Our research aims to shed light on PLD3 biology and provide the groundwork for the development of novel AD therapeutics. We designed a construct, and then expressed and purified the soluble (luminal) domain of human PLD3 2. Extensive characterisation, including dynamic light scattering and mass photometry, revealed a dynamic equilibrium between monomers and dimers with the latter favoured at lower pH. Enzymatic assays confirmed PLD3 had 5’ exonuclease activity whereas it had no measurable phospholipase activity 2. Our PLD3 structural studies resulted in crystals diffracting at 2.3 Å resolution and the structure was solved (PDB ID: 8V5T) by molecular replacement using an AlphaFold2 model. We mapped the location of reported PLD3 AD risk variants onto our structure to derive the molecular basis for their effect on PLD3 function 2. We also compared our structure to those of other PLD family members to identify features unique to PLD3. I will report insights on the functional and structural aspects arising from our experiments, and describe ongoing efforts using structure-based drug design to discover small molecule modulators of PLD3 function that might be developed into new therapies to treat AD.

  1. Dementia Australia, 2023, Dementia Prevalence Data 2024-2054
  2. Ishii K, et al.

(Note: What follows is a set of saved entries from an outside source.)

//! Cast source - one page per request
//!
//! [`CastSource`] is the seam between the fetch loop and the network. The
//! production implementation is [`NeynarClient`], which talks to Neynar's
//! Farcaster casts endpoint.
//!
//! ## Wire format
//!
//! ```text
//! GET <api_url>?limit=<page_size>[&cursor=<cursor>]
//! <api_key_header>: <credential>
//!
//! { "casts": [ { "author": { "fid", "username", "pfp_url" }, "timestamp" }, ... ],
//!   "next": { "cursor": "..." | null } }
//! ```

use super::error::{FetchError, TransportError};
use super::types::{Credential, Page, Record};
use async_trait::async_trait;
use serde_json::Value;
use std::time::Duration;

/// Maximum number of body bytes kept in a status error
const ERROR_BODY_LIMIT: usize = 512;

/// Parameters for a single page request
#[derive(Debug, Clone, Copy)]
pub struct PageRequest<'a> {
    pub cursor: Option<&'a str>,
    pub page_size: usize,
    pub credential: &'a Credential,
}

/// Source of paginated cast records
#[async_trait]
pub trait CastSource: Send + Sync {
    /// Fetch one page starting at `request.cursor`
    async fn fetch_page(&self, request: PageRequest<'_>) -> Result<Page, FetchError>;

    /// Short source name used in logs and export filenames
    fn source_name(&self) -> &str;
}

/// HTTP client for the Neynar casts endpoint
pub struct NeynarClient {
    client: reqwest::Client,
    api_url: String,
    api_key_header: String,
    source_name: String,
}

impl NeynarClient {
    pub fn new(
        api_url: impl Into<String>,
        api_key_header: impl Into<String>,
        source_name: impl Into<String>,
        timeout: Duration,
    ) -> Result<Self, FetchError> {
        let client = reqwest::Client::builder().timeout(timeout).build()?;

        Ok(Self {
            client,
            api_url: api_url.into(),
            api_key_header: api_key_header.into(),
            source_name: source_name.into(),
        })
    }
}

#[async_trait]
impl CastSource for NeynarClient {
    async fn fetch_page(&self, request: PageRequest<'_>) -> Result<Page, FetchError> {
        let mut builder = self
            .client
            .get(&self.api_url)
            .header(self.api_key_header.as_str(), request.credential.expose())
            .query(&[("limit", request.page_size.to_string())]);

        if let Some(cursor) = request.cursor {
            builder = builder.query(&[("cursor", cursor)]);
        }

        let response = builder.send().await?;
        let status = response.status();

        if !status.is_success() {
            let mut body = response.text().await.unwrap_or_default();
            if body.len() > ERROR_BODY_LIMIT {
                let mut end = ERROR_BODY_LIMIT;
                while !body.is_char_boundary(end) {
                    end -= 1;
                }
                body.truncate(end);
            }
            return Err(TransportError::Status { status: status.as_u16(), body }.into());
        }

        let bytes = response.bytes().await?;
        let body: Value = serde_json::from_slice(&bytes)
            .map_err(|e| TransportError::MalformedBody(e.to_string()))?;

        parse_page(&body)
    }

    fn source_name(&self) -> &str {
        &self.source_name
    }
}

/// Decode a casts response body into a [`Page`]
///
/// A missing or non-array `casts` field is a schema error. Array elements
/// that are not objects are skipped.
pub fn parse_page(body: &Value) -> Result<Page, FetchError> {
    let casts = body
        .get("casts")
        .ok_or_else(|| FetchError::Schema("response has no `casts` field".to_string()))?
        .as_array()
        .ok_or_else(|| FetchError::Schema("`casts` is not an array".to_string()))?;

    let records: Vec<Record> = casts.iter().filter_map(Record::from_json).collect();
    let skipped = casts.len() - records.len();
    if skipped > 0 {
        log::debug!("Skipped {} non-object cast entries", skipped);
    }

    let next_cursor = body
        .get("next")
        .and_then(|next| next.get("cursor"))
        .and_then(Value::as_str)
        .filter(|cursor| !cursor.is_empty())
        .map(str::to_string);

    Ok(Page { records, next_cursor })
}
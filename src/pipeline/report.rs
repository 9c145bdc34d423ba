//! Report assembly - one leaderboard computation
//!
//! ```text
//! PageFetcher::fetch_all
//!     ↓ (per page)
//! TimeWindow::contains
//!     ↓
//! ActivityAggregator::add
//!     ↓ (stream exhausted)
//! ranker::rank
//!     ↓
//! Report { leaderboard, diagnostics, stats }
//! ```
//!
//! Fetch failures never abort a computation. The report carries the
//! (possibly partial) leaderboard together with the diagnostics, so callers
//! can tell "no activity in window" from "fetch failed" via
//! [`Report::status`].

use super::aggregator::ActivityAggregator;
use super::fetcher::{FetchDiagnostic, FetchSettings, PageFetcher};
use super::ranker::{rank, DEFAULT_LIMIT};
use super::source::CastSource;
use super::types::{Credential, Leaderboard};
use super::window::{TimeWindow, WindowSize};
use chrono::{DateTime, Utc};
use std::sync::Arc;
use tokio_util::sync::CancellationToken;

#[derive(Debug, Clone, Copy, PartialEq, Eq)]
pub struct ReportSettings {
    pub fetch: FetchSettings,
    /// Maximum leaderboard length
    pub limit: usize,
}

impl Default for ReportSettings {
    fn default() -> Self {
        Self {
            fetch: FetchSettings::default(),
            limit: DEFAULT_LIMIT,
        }
    }
}

#[derive(Debug, Clone, Copy, PartialEq, Eq)]
pub enum ReportStatus {
    /// At least one author on the leaderboard
    Ready,
    /// Empty leaderboard, every page fetched cleanly
    NoActivity,
    /// Empty leaderboard and at least one page failed
    FetchFailed,
}

/// Terminal "zero entries" state
#[derive(Debug, Clone, Copy, PartialEq, Eq)]
pub struct EmptyResult {
    pub status: ReportStatus,
}

impl std::fmt::Display for EmptyResult {
    fn fmt(&self, f: &mut std::fmt::Formatter<'_>) -> std::fmt::Result {
        match self.status {
            ReportStatus::FetchFailed => {
                write!(f, "No active users found: the API request failed (see diagnostics)")
            }
            _ => write!(f, "No active users found in the selected window"),
        }
    }
}

impl std::error::Error for EmptyResult {}

/// The computation was cancelled before it finished
#[derive(Debug, Clone, Copy, PartialEq, Eq)]
pub struct ReportCancelled;

impl std::fmt::Display for ReportCancelled {
    fn fmt(&self, f: &mut std::fmt::Formatter<'_>) -> std::fmt::Result {
        write!(f, "Report computation cancelled")
    }
}

impl std::error::Error for ReportCancelled {}

#[derive(Debug, Clone, PartialEq, Eq)]
pub struct Report {
    pub window: TimeWindow,
    pub generated_at: DateTime<Utc>,
    pub source: String,
    pub leaderboard: Leaderboard,
    pub diagnostics: Vec<FetchDiagnostic>,
    pub pages_fetched: usize,
    pub records_fetched: usize,
    pub records_in_window: usize,
    pub truncated_by_page_cap: bool,
}

impl Report {
    pub fn status(&self) -> ReportStatus {
        if !self.leaderboard.is_empty() {
            ReportStatus::Ready
        } else if self.diagnostics.is_empty() {
            ReportStatus::NoActivity
        } else {
            ReportStatus::FetchFailed
        }
    }

    /// Partial leaderboards are still leaderboards; check `diagnostics`
    pub fn is_partial(&self) -> bool {
        !self.diagnostics.is_empty() || self.truncated_by_page_cap
    }

    pub fn leaderboard_or_empty(&self) -> Result<&Leaderboard, EmptyResult> {
        match self.status() {
            ReportStatus::Ready => Ok(&self.leaderboard),
            status => Err(EmptyResult { status }),
        }
    }
}

pub struct ReportAssembler {
    fetcher: PageFetcher,
    source_name: String,
    limit: usize,
    /// Timestamp function (for testing with fixed time)
    now_fn: Box<dyn Fn() -> DateTime<Utc> + Send + Sync>,
}

impl ReportAssembler {
    /// Create an assembler using system time
    pub fn new(source: Arc<dyn CastSource>, settings: ReportSettings) -> Self {
        Self::new_with_now_fn(source, settings, Box::new(Utc::now))
    }

    /// Create an assembler with a custom clock
    pub fn new_with_now_fn(
        source: Arc<dyn CastSource>,
        settings: ReportSettings,
        now_fn: Box<dyn Fn() -> DateTime<Utc> + Send + Sync>,
    ) -> Self {
        let source_name = source.source_name().to_string();
        Self {
            fetcher: PageFetcher::new(source, settings.fetch),
            source_name,
            limit: settings.limit,
            now_fn,
        }
    }

    pub fn limit(&self) -> usize {
        self.limit
    }

    pub fn source_name(&self) -> &str {
        &self.source_name
    }

    /// Compute the leaderboard for `size` ending now
    ///
    /// Returns `Err(ReportCancelled)` only if `cancel` fires; every fetch
    /// failure ends up in `Report::diagnostics` instead.
    pub async fn compute_leaderboard(
        &self,
        size: WindowSize,
        credential: &Credential,
        cancel: &CancellationToken,
    ) -> Result<Report, ReportCancelled> {
        let now = (self.now_fn)();
        let window = TimeWindow::ending_at(size, now);

        log::info!(
            "🔍 Computing {} leaderboard since {}",
            size.as_str(),
            window.since.to_rfc3339()
        );

        let mut aggregator = ActivityAggregator::new();
        let mut records_in_window = 0usize;

        let summary = self
            .fetcher
            .fetch_all(credential, cancel, |records| {
                for record in records.iter().filter(|r| window.contains(r)) {
                    records_in_window += 1;
                    aggregator.add(record);
                }
            })
            .await;

        if summary.cancelled {
            return Err(ReportCancelled);
        }

        if aggregator.skipped_without_author() > 0 {
            log::debug!(
                "Skipped {} casts without an author fid",
                aggregator.skipped_without_author()
            );
        }

        let authors = aggregator.len();
        let leaderboard = rank(aggregator.into_entries(), self.limit);

        let report = Report {
            window,
            generated_at: now,
            source: self.source_name.clone(),
            leaderboard,
            diagnostics: summary.diagnostics,
            pages_fetched: summary.pages_fetched,
            records_fetched: summary.records_fetched,
            records_in_window,
            truncated_by_page_cap: summary.truncated_by_page_cap,
        };

        match report.status() {
            ReportStatus::Ready => log::info!(
                "✅ {} window: {} casts in window from {} authors, top {} kept",
                size.as_str(),
                records_in_window,
                authors,
                report.leaderboard.len()
            ),
            ReportStatus::NoActivity => log::warn!(
                "⚠️  No casts in the {} window ({} fetched)",
                size.as_str(),
                report.records_fetched
            ),
            ReportStatus::FetchFailed => log::error!(
                "❌ Empty leaderboard for {} window after {} fetch failure(s)",
                size.as_str(),
                report.diagnostics.len()
            ),
        }

        Ok(report)
    }
}
//! Leaderboard ranking

use super::types::{ActivityEntry, Leaderboard};

/// Default number of authors kept on the leaderboard
pub const DEFAULT_LIMIT: usize = 100;

/// Sort by count descending and keep the first `limit` entries
///
/// The sort is stable, so equal counts keep their input (first-seen) order.
pub fn rank(mut entries: Vec<ActivityEntry>, limit: usize) -> Leaderboard {
    entries.sort_by(|a, b| b.count.cmp(&a.count));
    entries.truncate(limit);
    Leaderboard::from_ranked(entries)
}

#[cfg(test)]
mod tests {
    use super::*;

    fn entry(author_id: u64, count: u64) -> ActivityEntry {
        ActivityEntry {
            author_id,
            display_name: format!("user{}", author_id),
            avatar_url: String::new(),
            count,
        }
    }

    #[test]
    fn test_sorted_descending() {
        let board = rank(vec![entry(1, 2), entry(2, 9), entry(3, 5)], 10);
        let counts: Vec<u64> = board.entries().iter().map(|e| e.count).collect();
        assert_eq!(counts, vec![9, 5, 2]);
    }

    #[test]
    fn test_ties_keep_input_order() {
        let board = rank(vec![entry(4, 1), entry(2, 3), entry(9, 3), entry(1, 3)], 10);
        let ids: Vec<u64> = board.entries().iter().map(|e| e.author_id).collect();
        assert_eq!(ids, vec![2, 9, 1, 4]);
    }

    #[test]
    fn test_truncates_to_top_limit() {
        let entries: Vec<ActivityEntry> = (1..=250).map(|id| entry(id, id % 17)).collect();
        let board = rank(entries.clone(), DEFAULT_LIMIT);

        assert_eq!(board.len(), DEFAULT_LIMIT);
        for pair in board.entries().windows(2) {
            assert!(pair[0].count >= pair[1].count);
        }

        // Nothing left out beats the last kept entry
        let cutoff = board.entries().last().unwrap().count;
        let kept: std::collections::HashSet<u64> =
            board.entries().iter().map(|e| e.author_id).collect();
        assert!(entries
            .iter()
            .filter(|e| !kept.contains(&e.author_id))
            .all(|e| e.count <= cutoff));
    }

    #[test]
    fn test_ranking_is_deterministic() {
        let entries: Vec<ActivityEntry> = (1..=50).map(|id| entry(id, id % 4)).collect();
        assert_eq!(rank(entries.clone(), 20), rank(entries, 20));
    }

    #[test]
    fn test_empty_and_zero_limit() {
        assert!(rank(Vec::new(), 10).is_empty());
        assert!(rank(vec![entry(1, 1)], 0).is_empty());
    }
}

Crystal structure of Alzheimer's disease phospholipase D3 provides a molecular basis for understanding its normal and pathological functions. The FEBS Journal, (2024).
  3. Cruchaga C, et al. Rare coding variants in the phospholipase D3 gene confer risk for Alzheimer’s disease. Nature 505, 550-554 (2014).
  4. Yuan P, et al. PLD3 affects axonal spheroids and network defects in Alzheimer’s disease. Nature 612, 328-337 (2022).
  5. Van Acker ZP, et al. Phospholipase D3 degrades mitochondrial DNA to regulate nucleotide signaling and APP metabolism. Nature Communications 14, 2847 (2023).
  6. Gonzalez AC, et al. Unconventional trafficking of mammalian phospholipase D3 to lysosomes. Cell Reports 22, 1040-1053 (2018).